**What you should do:** Check every line of the entries for the string "Option" and return the ones that contain it.

=== Section Start ===

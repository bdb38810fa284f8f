//! Cost/benefit calculation: the one shared computation the ROI view, the
//! sensitivity sweep and the Monte Carlo sampler all run on. Pure function
//! of (vendor, industry, scenario); no ambient lookups, no shared state.

pub mod benefit;
pub mod cost;
pub mod metrics;

use serde::{Deserialize, Serialize};

pub use benefit::{BenefitBreakdown, YearBenefits};
pub use cost::{CostBreakdown, YearCosts};
pub use metrics::{Payback, Roi};

use crate::catalog::{IndustryProfile, Vendor};
use crate::config::ScenarioConfig;

#[derive(Debug, Clone, Serialize, Deserialize)]
pub struct CostBenefit {
    pub vendor_id: String,
    pub costs_by_year: Vec<YearCosts>,
    pub benefits_by_year: Vec<YearBenefits>,
    /// Benefit minus cost per year, aligned with the streams.
    pub net_by_year: Vec<f64>,
    pub cost_breakdown: CostBreakdown,
    pub benefit_breakdown: BenefitBreakdown,
    /// One-time year-1 spend recovered by payback.
    pub initial_investment: f64,
    /// Recurring run cost per month (license + maintenance).
    pub monthly_recurring_cost: f64,
    pub monthly_benefit: f64,
    pub net_monthly_benefit: f64,
    /// What the incumbent would have cost over the horizon.
    pub baseline_total: f64,
    pub roi: Roi,
    pub payback: Payback,
    pub npv: f64,
}

impl CostBenefit {
    pub fn total_cost(&self) -> f64 {
        self.cost_breakdown.total
    }

    pub fn total_benefit(&self) -> f64 {
        self.benefit_breakdown.total
    }

    pub fn horizon_months(&self) -> f64 {
        self.costs_by_year.len() as f64 * 12.0
    }
}

/// Compute the full cost/benefit picture for one vendor under one scenario.
///
/// The scenario is expected to be validated at the input boundary; this
/// function is also invoked with perturbed copies by the sensitivity layer,
/// which clamps its perturbations to the documented variable bounds.
pub fn compute_cost_benefit(
    vendor: &Vendor,
    industry: &IndustryProfile,
    scenario: &ScenarioConfig,
) -> CostBenefit {
    let costs_by_year = cost::cost_stream(vendor, scenario);
    let benefits_by_year = benefit::benefit_stream(industry, scenario);

    let net_by_year: Vec<f64> = costs_by_year
        .iter()
        .zip(benefits_by_year.iter())
        .map(|(c, b)| b.total - c.total)
        .collect();

    let cost_breakdown = cost::breakdown(&costs_by_year);
    let benefit_breakdown = benefit::breakdown(&benefits_by_year);

    let initial_investment = cost::initial_investment(&costs_by_year);
    let monthly_recurring_cost = (cost::annual_license_cost(vendor, scenario.devices)
        + cost::annual_maintenance_cost(vendor))
        / 12.0;
    let monthly_benefit = benefit_breakdown.total / (scenario.years as f64 * 12.0);
    let net_monthly_benefit = monthly_benefit - monthly_recurring_cost;

    let baseline_total = scenario.current_annual_cost * f64::from(scenario.years);
    let roi = metrics::roi(benefit_breakdown.total, baseline_total, cost_breakdown.total);
    let payback = metrics::payback(initial_investment, net_monthly_benefit);
    let npv = metrics::npv(scenario.discount_rate, initial_investment, &net_by_year);

    CostBenefit {
        vendor_id: vendor.id.clone(),
        costs_by_year,
        benefits_by_year,
        net_by_year,
        cost_breakdown,
        benefit_breakdown,
        initial_investment,
        monthly_recurring_cost,
        monthly_benefit,
        net_monthly_benefit,
        baseline_total,
        roi,
        payback,
        npv,
    }
}
//! Threat model catalog: per-category threat tables with likelihood, dollar
//! impact and the mitigation fraction attributable to NAC.

use serde::{Deserialize, Serialize};

#[derive(Debug, Clone, Copy, PartialEq, Eq, Serialize, Deserialize)]
#[serde(rename_all = "lowercase")]
pub enum Severity {
    Critical,
    High,
    Medium,
    Low,
}

#[derive(Debug, Clone, Serialize, Deserialize)]
pub struct Threat {
    pub name: String,
    pub severity: Severity,
    /// Annual likelihood, 0..=1.
    pub likelihood: f64,
    /// Dollar magnitude of a single occurrence.
    pub impact: f64,
    /// Fraction of the expected loss a NAC deployment removes, 0..=1.
    pub nac_mitigation: f64,
    #[serde(default)]
    pub time_to_detect_hours: Option<f64>,
    #[serde(default)]
    pub time_to_contain_hours: Option<f64>,
}

impl Threat {
    /// Expected annual loss before any mitigation.
    pub fn expected_annual_loss(&self) -> f64 {
        self.likelihood * self.impact
    }

    /// Expected annual loss remaining after NAC mitigation.
    pub fn residual_annual_loss(&self) -> f64 {
        self.expected_annual_loss() * (1.0 - self.nac_mitigation)
    }
}

#[derive(Debug, Clone, Serialize, Deserialize)]
pub struct ThreatCategory {
    pub name: String,
    pub threats: Vec<Threat>,
}

#[derive(Debug, Clone, Serialize, Deserialize)]
pub struct ThreatModel {
    pub id: String,
    pub name: String,
    pub categories: Vec<ThreatCategory>,
}

impl ThreatModel {
    pub fn all_threats(&self) -> impl Iterator<Item = &Threat> {
        self.categories.iter().flat_map(|c| c.threats.iter())
    }
}

#[cfg(test)]
mod tests {
    use super::*;

    #[test]
    fn residual_loss_never_exceeds_expected_loss() {
        let t = Threat {
            name: "Ransomware".into(),
            severity: Severity::Critical,
            likelihood: 0.25,
            impact: 1_200_000.0,
            nac_mitigation: 0.8,
            time_to_detect_hours: Some(4.0),
            time_to_contain_hours: Some(24.0),
        };
        assert_eq!(t.expected_annual_loss(), 300_000.0);
        assert!(t.residual_annual_loss() <= t.expected_annual_loss());
        assert!((t.residual_annual_loss() - 60_000.0).abs() < 1e-6);
    }
}
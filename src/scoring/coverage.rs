//! Feature-coverage scoring: how much of the weighted feature matrix a
//! vendor supports, overall and per category.

use std::collections::BTreeMap;

use serde::{Deserialize, Serialize};

use crate::catalog::{FeatureSpec, SupportLevel, Vendor};
use crate::errors::Result;

use super::{weighted_score, WeightedEntry};

#[derive(Debug, Clone, Serialize, Deserialize)]
pub struct CoverageScore {
    /// Weighted coverage percentage across the whole matrix.
    pub overall: f64,
    /// Weighted coverage percentage per feature category.
    pub by_category: BTreeMap<String, f64>,
    /// Features supported at `full`, for the summary line.
    pub full_count: usize,
    pub feature_count: usize,
}

/// Score a vendor against the feature matrix. Features the vendor does not
/// declare score as no support.
pub fn feature_coverage(features: &[FeatureSpec], vendor: &Vendor) -> Result<CoverageScore> {
    let overall = weighted_score(
        features.iter().map(|f| entry_for(f, vendor)),
        "feature coverage",
    )?;

    let mut by_category = BTreeMap::new();
    let mut categories: Vec<&str> = features.iter().map(|f| f.category.as_str()).collect();
    categories.sort_unstable();
    categories.dedup();

    for category in categories {
        let score = weighted_score(
            features
                .iter()
                .filter(|f| f.category == category)
                .map(|f| entry_for(f, vendor)),
            &format!("feature coverage ({category})"),
        )?;
        by_category.insert(category.to_string(), score);
    }

    let full_count = features
        .iter()
        .filter(|f| vendor.support_for(&f.category, &f.name) == SupportLevel::Full)
        .count();

    Ok(CoverageScore {
        overall,
        by_category,
        full_count,
        feature_count: features.len(),
    })
}

fn entry_for(feature: &FeatureSpec, vendor: &Vendor) -> WeightedEntry {
    let support = vendor.support_for(&feature.category, &feature.name);
    WeightedEntry::new(feature.importance.weight(), support.fraction())
}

=== Section End ===

**Solution to the problem:**
    pub time_to_detect_hours: Option<f64>,
    pub time_to_contain_hours: Option<f64>,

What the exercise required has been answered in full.